■ **What this task involves**
Would you please copy each line of the data in which the string "MeasurementLogWriter" occurs?

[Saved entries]
//! Run the measurements listed in a manifest.
//!
//! Manifest format:
//! ```json
//! { "runs": [
//!     { "movement": "flexion", "side": "left", "input": "a.mp4", "landmarks": "a.jsonl" },
//!     { "movement": "pys", "side": "right", "input": "b.mp4", "detector": "detect-hands" }
//! ] }
//! ```

use std::path::{Path, PathBuf};
use std::sync::Arc;

use gonio_common::config::AppConfig;
use gonio_model::movement::ReferenceRange;
use gonio_model::report::AnalysisReport;
use gonio_pipeline::{
    AnalysisOverrides, JsonReportWriter, MeasurementLogWriter, MeasurementSession,
    ResultConsumer, RunConfig, RunRequest,
};
use gonio_video::{FfmpegBackend, VideoBackend};
use serde::Deserialize;
use tokio::sync::Semaphore;

use super::{print_report, ProviderArgs};

#[derive(Debug, Deserialize)]
struct Manifest {
    runs: Vec<ManifestRun>,
}

#[derive(Debug, Clone, Deserialize)]
struct ManifestRun {
    movement: String,
    side: String,
    input: PathBuf,
    #[serde(default)]
    output: Option<PathBuf>,
    #[serde(default)]
    trace: Option<PathBuf>,
    #[serde(default)]
    reference_range: Option<ReferenceRange>,
    #[serde(flatten)]
    provider: ProviderArgs,
}

impl ManifestRun {
    /// Relative paths are taken relative to the manifest's directory.
    fn rebase(mut self, base: &Path) -> Self {
        let rebase = |p: PathBuf| if p.is_relative() { base.join(p) } else { p };
        self.input = rebase(self.input);
        self.output = self.output.map(rebase);
        self.trace = self.trace.map(rebase);
        self.provider.landmarks = self.provider.landmarks.map(rebase);
        self
    }
}

pub async fn run(
    app: AppConfig,
    manifest_path: PathBuf,
    jobs: usize,
    log: Option<PathBuf>,
) -> anyhow::Result<()> {
    let content = std::fs::read_to_string(&manifest_path)
        .map_err(|e| anyhow::anyhow!("Failed to read manifest {}: {e}", manifest_path.display()))?;
    let manifest: Manifest = serde_json::from_str(&content)
        .map_err(|e| anyhow::anyhow!("Invalid manifest: {e}"))?;
    let base = manifest_path
        .parent()
        .map(Path::to_path_buf)
        .unwrap_or_default();

    let backend: Arc<dyn VideoBackend> = Arc::new(FfmpegBackend::new(&app.video));
    if !backend.is_available() {
        anyhow::bail!("{} is not available", app.video.ffmpeg);
    }

    let jobs = jobs.max(1);
    println!("Running {} measurement(s), {jobs} at a time", manifest.runs.len());
    println!();

    let app = Arc::new(app);
    let permits = Arc::new(Semaphore::new(jobs));
    let mut handles = Vec::with_capacity(manifest.runs.len());
    for (index, entry) in manifest.runs.into_iter().enumerate() {
        let entry = entry.rebase(&base);
        let app = app.clone();
        let backend = backend.clone();
        let permits = permits.clone();
        handles.push(tokio::spawn(async move {
            let _permit = permits.acquire_owned().await?;
            tokio::task::spawn_blocking(move || run_entry(&app, backend, entry))
                .await?
                .map_err(|e| anyhow::anyhow!("run {}: {e}", index + 1))
        }));
    }

    let mut reports = Vec::new();
    let mut failures = 0usize;
    for handle in handles {
        match handle.await? {
            Ok(report) => reports.push(report),
            Err(err) => {
                failures += 1;
                tracing::error!(error = %err, "Batch run failed");
                println!("[FAIL] {err}");
            }
        }
    }

    if let Some(path) = log {
        let mut log = MeasurementLogWriter::new(path);
        for report in &reports {
            log.consume(report)?;
        }
    }

    for report in &reports {
        println!();
        print_report(report);
    }

    println!();
    println!("{} succeeded, {failures} failed", reports.len());
    if failures > 0 {
        anyhow::bail!("{failures} run(s) failed");
    }
    Ok(())
}

fn run_entry(
    app: &AppConfig,
    backend: Arc<dyn VideoBackend>,
    entry: ManifestRun,
) -> anyhow::Result<AnalysisReport> {
    let request = RunRequest {
        movement: entry.movement,
        side: entry.side,
        input: entry.input,
        output: entry.output,
        trace: entry.trace,
        overrides: AnalysisOverrides {
            reference_range: entry.reference_range,
            ..Default::default()
        },
    };
    let config = RunConfig::resolve(app, request)?;
    let provider = entry.provider.build(&config.movement)?;

    let mut session = MeasurementSession::new(config, backend, provider);
    let mut writer = JsonReportWriter::new();
    Ok(session.run_with(&mut writer)?)
}

#[cfg(test)]
mod tests {
    use super::*;

    #[test]
    fn test_manifest_paths_rebased_on_manifest_dir() {
        let manifest: Manifest = serde_json::from_str(
            r#"{ "runs": [
                { "movement": "flexion", "side": "left", "input": "a.mp4", "landmarks": "a.jsonl" },
                { "movement": "pys", "side": "derecha", "input": "/abs/b.mp4",
                  "detector": "detect-hands", "detector_args": ["--model", "full"],
                  "reference_range": { "min": 0.0, "max": 90.0 } }
            ] }"#,
        )
        .unwrap();

        let base = Path::new("/data/session");
        let mut runs = manifest.runs.into_iter().map(|r| r.rebase(base));

        let first = runs.next().unwrap();
        assert_eq!(first.input, PathBuf::from("/data/session/a.mp4"));
        assert_eq!(
            first.provider.landmarks,
            Some(PathBuf::from("/data/session/a.jsonl"))
        );
        assert!(first.provider.detector.is_none());

        let second = runs.next().unwrap();
        assert_eq!(second.input, PathBuf::from("/abs/b.mp4"));
        assert_eq!(second.provider.detector.as_deref(), Some("detect-hands"));
        assert_eq!(second.provider.detector_args, vec!["--model", "full"]);
        assert_eq!(second.reference_range.unwrap().max, 90.0);
    }
}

■ **Problem solution**
    AnalysisOverrides, JsonReportWriter, MeasurementLogWriter, MeasurementSession,
        let mut log = MeasurementLogWriter::new(path);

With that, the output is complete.